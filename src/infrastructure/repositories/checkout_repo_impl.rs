// Copyright 2025 Kirky.X
//
// Licensed under the Apache License, Version 2.0 (the "License");
// you may not use this file except in compliance with the License.
// You may obtain a copy of the License at
//
//     http://www.apache.org/licenses/LICENSE-2.0
//
// Unless required by applicable law or agreed to in writing, software
// distributed under the License is distributed on an "AS IS" BASIS,
// WITHOUT WARRANTIES OR CONDITIONS OF ANY KIND, either express or implied.
// See the License for the specific language governing permissions and
// limitations under the License.

use crate::domain::models::checkout::{NewCheckout, PuzzleCheckout};
use crate::domain::repositories::checkout_repository::CheckoutRepository;
use crate::domain::repositories::puzzle_repository::RepositoryError;
use crate::infrastructure::database::entities::puzzle_checkout as checkout_entity;
use async_trait::async_trait;
use sea_orm::*;
use std::sync::Arc;

/// 借阅记录仓库实现
pub struct CheckoutRepositoryImpl {
    /// 数据库连接
    db: Arc<DatabaseConnection>,
}

impl CheckoutRepositoryImpl {
    pub fn new(db: Arc<DatabaseConnection>) -> Self {
        Self { db }
    }
}

impl From<checkout_entity::Model> for PuzzleCheckout {
    fn from(m: checkout_entity::Model) -> Self {
        Self {
            id: m.id,
            puzzle_id: m.puzzle_id,
            holder_id: m.holder_id,
            checked_out_at: m.checked_out_at.into(),
            returned_at: m.returned_at.map(Into::into),
            time_to_complete: m.time_to_complete,
            user_difficulty_rating: m.user_difficulty_rating,
        }
    }
}

/// 写入一条未归还的借阅记录
pub(crate) async fn insert_checkout<C: ConnectionTrait>(
    conn: &C,
    checkout: &NewCheckout,
) -> Result<checkout_entity::Model, DbErr> {
    let model = checkout_entity::ActiveModel {
        puzzle_id: Set(checkout.puzzle_id),
        holder_id: Set(checkout.holder_id),
        checked_out_at: Set(checkout.checked_out_at.into()),
        returned_at: Set(None),
        time_to_complete: Set(None),
        user_difficulty_rating: Set(None),
        ..Default::default()
    };
    model.insert(conn).await
}

#[async_trait]
impl CheckoutRepository for CheckoutRepositoryImpl {
    async fn create(&self, checkout: &NewCheckout) -> Result<PuzzleCheckout, RepositoryError> {
        Ok(insert_checkout(self.db.as_ref(), checkout).await?.into())
    }

    async fn find_by_id(&self, id: i32) -> Result<Option<PuzzleCheckout>, RepositoryError> {
        let model = checkout_entity::Entity::find_by_id(id)
            .one(self.db.as_ref())
            .await?;
        Ok(model.map(Into::into))
    }

    async fn find_by_puzzle(&self, puzzle_id: i32) -> Result<Vec<PuzzleCheckout>, RepositoryError> {
        let models = checkout_entity::Entity::find()
            .filter(checkout_entity::Column::PuzzleId.eq(puzzle_id))
            .order_by_desc(checkout_entity::Column::CheckedOutAt)
            .order_by_desc(checkout_entity::Column::Id)
            .all(self.db.as_ref())
            .await?;
        Ok(models.into_iter().map(Into::into).collect())
    }

    async fn find_open_by_puzzle(
        &self,
        puzzle_id: i32,
    ) -> Result<Option<PuzzleCheckout>, RepositoryError> {
        let model = checkout_entity::Entity::find()
            .filter(checkout_entity::Column::PuzzleId.eq(puzzle_id))
            .filter(checkout_entity::Column::ReturnedAt.is_null())
            .order_by_desc(checkout_entity::Column::Id)
            .one(self.db.as_ref())
            .await?;
        Ok(model.map(Into::into))
    }

    async fn find_open_by_holder(
        &self,
        holder_id: i32,
    ) -> Result<Vec<PuzzleCheckout>, RepositoryError> {
        let models = checkout_entity::Entity::find()
            .filter(checkout_entity::Column::HolderId.eq(holder_id))
            .filter(checkout_entity::Column::ReturnedAt.is_null())
            .order_by_desc(checkout_entity::Column::CheckedOutAt)
            .all(self.db.as_ref())
            .await?;
        Ok(models.into_iter().map(Into::into).collect())
    }

    async fn update(&self, checkout: &PuzzleCheckout) -> Result<PuzzleCheckout, RepositoryError> {
        let mut model: checkout_entity::ActiveModel = checkout_entity::Entity::find_by_id(checkout.id)
            .one(self.db.as_ref())
            .await?
            .ok_or(RepositoryError::NotFound)?
            .into();

        model.returned_at = Set(checkout.returned_at.map(Into::into));
        model.time_to_complete = Set(checkout.time_to_complete);
        model.user_difficulty_rating = Set(checkout.user_difficulty_rating);

        Ok(model.update(self.db.as_ref()).await?.into())
    }
}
○ ○ ○ ○ ○ ○ ○
PROBLEM: Nothing should be omitted or altered. Retype the records exactly.

ANSWER TO THE PROBLEM:
filename src/infrastructure/repositories/checkout_repo_impl.rs
// Copyright 2025 Kirky.X
//
// Licensed under the Apache License, Version 2.0 (the "License");
// you may not use this file except in compliance with the License.
// You may obtain a copy of the License at
//
//     http://www.apache.org/licenses/LICENSE-2.0
//
// Unless required by applicable law or agreed to in writing, software
// distributed under the License is distributed on an "AS IS" BASIS,
// WITHOUT WARRANTIES OR CONDITIONS OF ANY KIND, either express or implied.
// See the License for the specific language governing permissions and
// limitations under the License.

use crate::domain::models::checkout::{NewCheckout, PuzzleCheckout};
use crate::domain::repositories::checkout_repository::CheckoutRepository;
use crate::domain::repositories::puzzle_repository::RepositoryError;
use crate::infrastructure::database::entities::puzzle_checkout as checkout_entity;
use async_trait::async_trait;
use sea_orm::*;
use std::sync::Arc;

/// 借阅记录仓库实现
pub struct CheckoutRepositoryImpl {
    /// 数据库连接
    db: Arc<DatabaseConnection>,
}

impl CheckoutRepositoryImpl {
    pub fn new(db: Arc<DatabaseConnection>) -> Self {
        Self { db }
    }
}

impl From<checkout_entity::Model> for PuzzleCheckout {
    fn from(m: checkout_entity::Model) -> Self {
        Self {
            id: m.id,
            puzzle_id: m.puzzle_id,
            holder_id: m.holder_id,
            checked_out_at: m.checked_out_at.into(),
            returned_at: m.returned_at.map(Into::into),
            time_to_complete: m.time_to_complete,
            user_difficulty_rating: m.user_difficulty_rating,
        }
    }
}

/// 写入一条未归还的借阅记录
pub(crate) async fn insert_checkout<C: ConnectionTrait>(
    conn: &C,
    checkout: &NewCheckout,
) -> Result<checkout_entity::Model, DbErr> {
    let model = checkout_entity::ActiveModel {
        puzzle_id: Set(checkout.puzzle_id),
        holder_id: Set(checkout.holder_id),
        checked_out_at: Set(checkout.checked_out_at.into()),
        returned_at: Set(None),
        time_to_complete: Set(None),
        user_difficulty_rating: Set(None),
        ..Default::default()
    };
    model.insert(conn).await
}

#[async_trait]
impl CheckoutRepository for CheckoutRepositoryImpl {
    async fn create(&self, checkout: &NewCheckout) -> Result<PuzzleCheckout, RepositoryError> {
        Ok(insert_checkout(self.db.as_ref(), checkout).await?.into())
    }

    async fn find_by_id(&self, id: i32) -> Result<Option<PuzzleCheckout>, RepositoryError> {
        let model = checkout_entity::Entity::find_by_id(id)
            .one(self.db.as_ref())
            .await?;
        Ok(model.map(Into::into))
    }

    async fn find_by_puzzle(&self, puzzle_id: i32) -> Result<Vec<PuzzleCheckout>, RepositoryError> {
        let models = checkout_entity::Entity::find()
            .filter(checkout_entity::Column::PuzzleId.eq(puzzle_id))
            .order_by_desc(checkout_entity::Column::CheckedOutAt)
            .order_by_desc(checkout_entity::Column::Id)
            .all(self.db.as_ref())
            .await?;
        Ok(models.into_iter().map(Into::into).collect())
    }

    async fn find_open_by_puzzle(
        &self,
        puzzle_id: i32,
    ) -> Result<Option<PuzzleCheckout>, RepositoryError> {
        let model = checkout_entity::Entity::find()
            .filter(checkout_entity::Column::PuzzleId.eq(puzzle_id))
            .filter(checkout_entity::Column::ReturnedAt.is_null())
            .order_by_desc(checkout_entity::Column::Id)
            .one(self.db.as_ref())
            .await?;
        Ok(model.map(Into::into))
    }

    async fn find_open_by_holder(
        &self,
        holder_id: i32,
    ) -> Result<Vec<PuzzleCheckout>, RepositoryError> {
        let models = checkout_entity::Entity::find()
            .filter(checkout_entity::Column::HolderId.eq(holder_id))
            .filter(checkout_entity::Column::ReturnedAt.is_null())
            .order_by_desc(checkout_entity::Column::CheckedOutAt)
            .all(self.db.as_ref())
            .await?;
        Ok(models.into_iter().map(Into::into).collect())
    }

    async fn update(&self, checkout: &PuzzleCheckout) -> Result<PuzzleCheckout, RepositoryError> {
        let mut model: checkout_entity::ActiveModel = checkout_entity::Entity::find_by_id(checkout.id)
            .one(self.db.as_ref())
            .await?
            .ok_or(RepositoryError::NotFound)?
            .into();

        model.returned_at = Set(checkout.returned_at.map(Into::into));
        model.time_to_complete = Set(checkout.time_to_complete);
        model.user_difficulty_rating = Set(checkout.user_difficulty_rating);

        Ok(model.update(self.db.as_ref()).await?.into())
    }
}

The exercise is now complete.